In un certo senso si fa riferimento ai punti focali, a quei sintomi che giustificano l’esistenza del disturbo dello spettro autistico in un bambino:«La mancanza d’interazione sociale e sintonizzazione emotiva, il mancato sviluppo di relazioni col gruppo dei pari, così come il marcato ritardo o addirittura l’assenza del linguaggio sono tutte sintomatologie che ritroviamo in un soggetto autistico – continua poi la dott.ssa Celentano – Tutti questi sintomi si presentano in età molto precoce».

Discorso questo che si lega necessariamente alle modalità ed ai tempi d’intervento, ma anche agli obiettivi.

Nasce quindi la necessità di un intervento celere, a partire dalla diagnosi che viene effettuata da un’equipe multidisciplinare. Infatti, anche se di Autismo non si guarisce, un’azione precoce permette certamente una prognosi migliore, oltre che un più agevole sviluppo delle potenzialità del bambino.

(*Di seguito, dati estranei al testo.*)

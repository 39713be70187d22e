use std::sync::Arc;

use aesthub_core::{AppError, AppResult};
use aesthub_domain::{
    AppId, Institution, InstitutionId, InstitutionProfile, InstitutionStatus, IntegrationMode,
    MarketApp, PhoneNumber, ProviderId, RequestId, ReviewStatus, RoleType, ServiceProvider,
    SubscriptionRequest, User, ViewId,
};
use chrono::Utc;

use crate::{
    AccessService, ApplicationCatalog, InstitutionRegistry, ProviderRegistry, SubscriptionQueue,
    UserDirectory, is_visible,
};

/// Editable institution profile fields submitted for platform review.
#[derive(Debug, Clone)]
pub struct InstitutionProfileInput {
    /// Institution being updated.
    pub institution_id: String,
    /// Registered institution name.
    pub name: String,
    /// Primary contact person.
    pub contact_person: String,
    /// Contact phone number.
    pub phone: String,
    /// City of operation.
    pub city: String,
}

/// Application service for the review queues.
///
/// Platform operators decide application listings, provider onboarding and
/// institution onboarding; institution administrators decide staff
/// subscription requests and submit their institution profile. Every
/// decision applies only to a pending entry and mutates in-memory state
/// atomically.
#[derive(Clone)]
pub struct ReviewService {
    app_catalog: Arc<dyn ApplicationCatalog>,
    institutions: Arc<dyn InstitutionRegistry>,
    providers: Arc<dyn ProviderRegistry>,
    subscriptions: Arc<dyn SubscriptionQueue>,
    user_directory: Arc<dyn UserDirectory>,
    access: AccessService,
}

impl ReviewService {
    /// Creates a review service.
    #[must_use]
    pub fn new(
        app_catalog: Arc<dyn ApplicationCatalog>,
        institutions: Arc<dyn InstitutionRegistry>,
        providers: Arc<dyn ProviderRegistry>,
        subscriptions: Arc<dyn SubscriptionQueue>,
        user_directory: Arc<dyn UserDirectory>,
        access: AccessService,
    ) -> Self {
        Self {
            app_catalog,
            institutions,
            providers,
            subscriptions,
            user_directory,
            access,
        }
    }

    /// Submits a subscription request for a marketplace application.
    ///
    /// Open to any role type that sees the app market.
    pub async fn request_subscription(
        &self,
        actor: &User,
        app_id: &AppId,
    ) -> AppResult<SubscriptionRequest> {
        let role = self.access.resolve_role(actor).await?;
        if !is_visible(role.role_type(), ViewId::AppMarket) {
            return Err(AppError::Forbidden(format!(
                "role type '{}' cannot browse the app market",
                role.role_type().as_str()
            )));
        }

        self.app_catalog
            .find_app(app_id)
            .await?
            .ok_or_else(|| AppError::NotFound(format!("application '{app_id}' does not exist")))?;

        let request = SubscriptionRequest::new(
            RequestId::generate(),
            actor.id().clone(),
            app_id.clone(),
            Utc::now(),
        );
        self.subscriptions.save(request.clone()).await?;
        Ok(request)
    }

    /// Lists pending subscription requests for an institution admin.
    pub async fn pending_subscription_requests(
        &self,
        actor: &User,
    ) -> AppResult<Vec<SubscriptionRequest>> {
        self.require_role(actor, RoleType::Admin).await?;
        Ok(self
            .subscriptions
            .list()
            .await?
            .into_iter()
            .filter(|request| request.status() == ReviewStatus::Pending)
            .collect())
    }

    /// Approves a pending subscription request and grants the application
    /// to the requesting user as a per-user supplement.
    pub async fn approve_subscription(
        &self,
        actor: &User,
        request_id: &RequestId,
    ) -> AppResult<SubscriptionRequest> {
        self.require_role(actor, RoleType::Admin).await?;

        let mut request = self.find_request(request_id).await?;
        request.approve()?;

        let mut requester = self
            .user_directory
            .find_by_id(request.user_id())
            .await?
            .ok_or_else(|| {
                AppError::NotFound(format!(
                    "requesting user '{}' does not exist",
                    request.user_id()
                ))
            })?;
        requester.grant_extra_app(request.app_id().clone());
        self.user_directory.update(requester).await?;

        self.subscriptions.save(request.clone()).await?;
        Ok(request)
    }

    /// Rejects a pending subscription request.
    pub async fn reject_subscription(
        &self,
        actor: &User,
        request_id: &RequestId,
    ) -> AppResult<SubscriptionRequest> {
        self.require_role(actor, RoleType::Admin).await?;

        let mut request = self.find_request(request_id).await?;
        request.reject()?;
        self.subscriptions.save(request.clone()).await?;
        Ok(request)
    }

    /// Lists applications awaiting platform audit.
    pub async fn pending_apps(&self, actor: &User) -> AppResult<Vec<MarketApp>> {
        self.require_role(actor, RoleType::PlatformAdmin).await?;
        Ok(self
            .app_catalog
            .list_apps()
            .await?
            .into_iter()
            .filter(|app| app.audit_status() == ReviewStatus::Pending)
            .collect())
    }

    /// Approves a pending application audit and lists the application.
    pub async fn approve_app(
        &self,
        actor: &User,
        app_id: &AppId,
        integration: IntegrationMode,
    ) -> AppResult<MarketApp> {
        self.require_role(actor, RoleType::PlatformAdmin).await?;

        let mut app = self.find_app(app_id).await?;
        app.approve(integration)?;
        self.app_catalog.save_app(app.clone()).await?;
        Ok(app)
    }

    /// Rejects a pending application audit.
    pub async fn reject_app(&self, actor: &User, app_id: &AppId) -> AppResult<MarketApp> {
        self.require_role(actor, RoleType::PlatformAdmin).await?;

        let mut app = self.find_app(app_id).await?;
        app.reject()?;
        self.app_catalog.save_app(app.clone()).await?;
        Ok(app)
    }

    /// Lists provider onboarding applications awaiting review.
    pub async fn pending_providers(&self, actor: &User) -> AppResult<Vec<ServiceProvider>> {
        self.require_role(actor, RoleType::PlatformAdmin).await?;
        Ok(self
            .providers
            .list()
            .await?
            .into_iter()
            .filter(|provider| provider.status() == ReviewStatus::Pending)
            .collect())
    }

    /// Approves a pending provider onboarding application.
    pub async fn approve_provider(
        &self,
        actor: &User,
        provider_id: &ProviderId,
    ) -> AppResult<ServiceProvider> {
        self.require_role(actor, RoleType::PlatformAdmin).await?;

        let mut provider = self.find_provider(provider_id).await?;
        provider.approve()?;
        self.providers.save(provider.clone()).await?;
        Ok(provider)
    }

    /// Rejects a pending provider onboarding application.
    pub async fn reject_provider(
        &self,
        actor: &User,
        provider_id: &ProviderId,
    ) -> AppResult<ServiceProvider> {
        self.require_role(actor, RoleType::PlatformAdmin).await?;

        let mut provider = self.find_provider(provider_id).await?;
        provider.reject()?;
        self.providers.save(provider.clone()).await?;
        Ok(provider)
    }

    /// Lists institutions awaiting onboarding review.
    pub async fn pending_institutions(&self, actor: &User) -> AppResult<Vec<Institution>> {
        self.require_role(actor, RoleType::PlatformAdmin).await?;
        Ok(self
            .institutions
            .list()
            .await?
            .into_iter()
            .filter(|institution| institution.status() == InstitutionStatus::Pending)
            .collect())
    }

    /// Activates a pending institution.
    pub async fn approve_institution(
        &self,
        actor: &User,
        institution_id: &InstitutionId,
    ) -> AppResult<Institution> {
        self.require_role(actor, RoleType::PlatformAdmin).await?;

        let mut institution = self.find_institution(institution_id).await?;
        institution.approve()?;
        self.institutions.save(institution.clone()).await?;
        Ok(institution)
    }

    /// Suspends a pending institution.
    pub async fn reject_institution(
        &self,
        actor: &User,
        institution_id: &InstitutionId,
    ) -> AppResult<Institution> {
        self.require_role(actor, RoleType::PlatformAdmin).await?;

        let mut institution = self.find_institution(institution_id).await?;
        institution.reject()?;
        self.institutions.save(institution.clone()).await?;
        Ok(institution)
    }

    /// Replaces an institution's onboarding profile and returns it to the
    /// platform review queue.
    pub async fn submit_institution_profile(
        &self,
        actor: &User,
        input: InstitutionProfileInput,
    ) -> AppResult<Institution> {
        self.require_role(actor, RoleType::Admin).await?;

        let institution_id = InstitutionId::new(input.institution_id)?;
        let profile = InstitutionProfile::new(
            input.name,
            input.contact_person,
            PhoneNumber::new(input.phone)?,
            input.city,
        )?;

        let mut institution = self.find_institution(&institution_id).await?;
        institution.submit_profile(profile);
        self.institutions.save(institution.clone()).await?;
        Ok(institution)
    }

    async fn require_role(&self, actor: &User, expected: RoleType) -> AppResult<()> {
        let role = self.access.resolve_role(actor).await?;
        if role.role_type() != expected {
            return Err(AppError::Forbidden(format!(
                "user '{}' must hold a {} role for this operation",
                actor.id(),
                expected.as_str()
            )));
        }

        Ok(())
    }

    async fn find_request(&self, request_id: &RequestId) -> AppResult<SubscriptionRequest> {
        self.subscriptions.find(request_id).await?.ok_or_else(|| {
            AppError::NotFound(format!("subscription request '{request_id}' does not exist"))
        })
    }

    async fn find_app(&self, app_id: &AppId) -> AppResult<MarketApp> {
        self.app_catalog
            .find_app(app_id)
            .await?
            .ok_or_else(|| AppError::NotFound(format!("application '{app_id}' does not exist")))
    }

    async fn find_provider(&self, provider_id: &ProviderId) -> AppResult<ServiceProvider> {
        self.providers
            .find(provider_id)
            .await?
            .ok_or_else(|| AppError::NotFound(format!("provider '{provider_id}' does not exist")))
    }

    async fn find_institution(&self, institution_id: &InstitutionId) -> AppResult<Institution> {
        self.institutions.find(institution_id).await?.ok_or_else(|| {
            AppError::NotFound(format!("institution '{institution_id}' does not exist"))
        })
    }
}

«Il trattamento resta complesso – spiega Santa Celentano – Basta pensare alle molteplici figure che intervengono all’interno del Centro Juventus, cominciando dal neuropsichiatra infantile, gli psicoterapeuti, fino ai terapisti della riabilitazione – continua poi la psicologa – Il nostro obiettivo resta quello di garantire la massima autonomia sociale possibile attraverso l’integrazione e lo sviluppo di competenze cognitive, neuropsicologiche, simbolico-comunicative ed affettive – infine conclude Santa Celentano – Non manca il sostegno alla coppia genitoriale al fine di individuare strategie comunicative e relazionali che possano favorire la costruzione di una buona sintonizzazione affettiva».

Al via il Blu Day

«Siamo partiti con la realizzazione di spillette, la produzione di contributi audiovisivi, fino alla stesura di testi poetici – elenca la dott.ssa Elena Iannotta – un percorso che troverà il momento clou sabato 1 aprile – poi conclude – Nell’arco della giornata che si svolgerà alla Residenza Lars operatori, ospiti e famiglie parteciperanno alle attività messe in campo».

Infatti la ricca programmazione prevede l’allestimento di laboratori di psicomotricità, laboratori ricreativi, momenti musicali, animazione, spettacoli e l’attesa danza dei colori.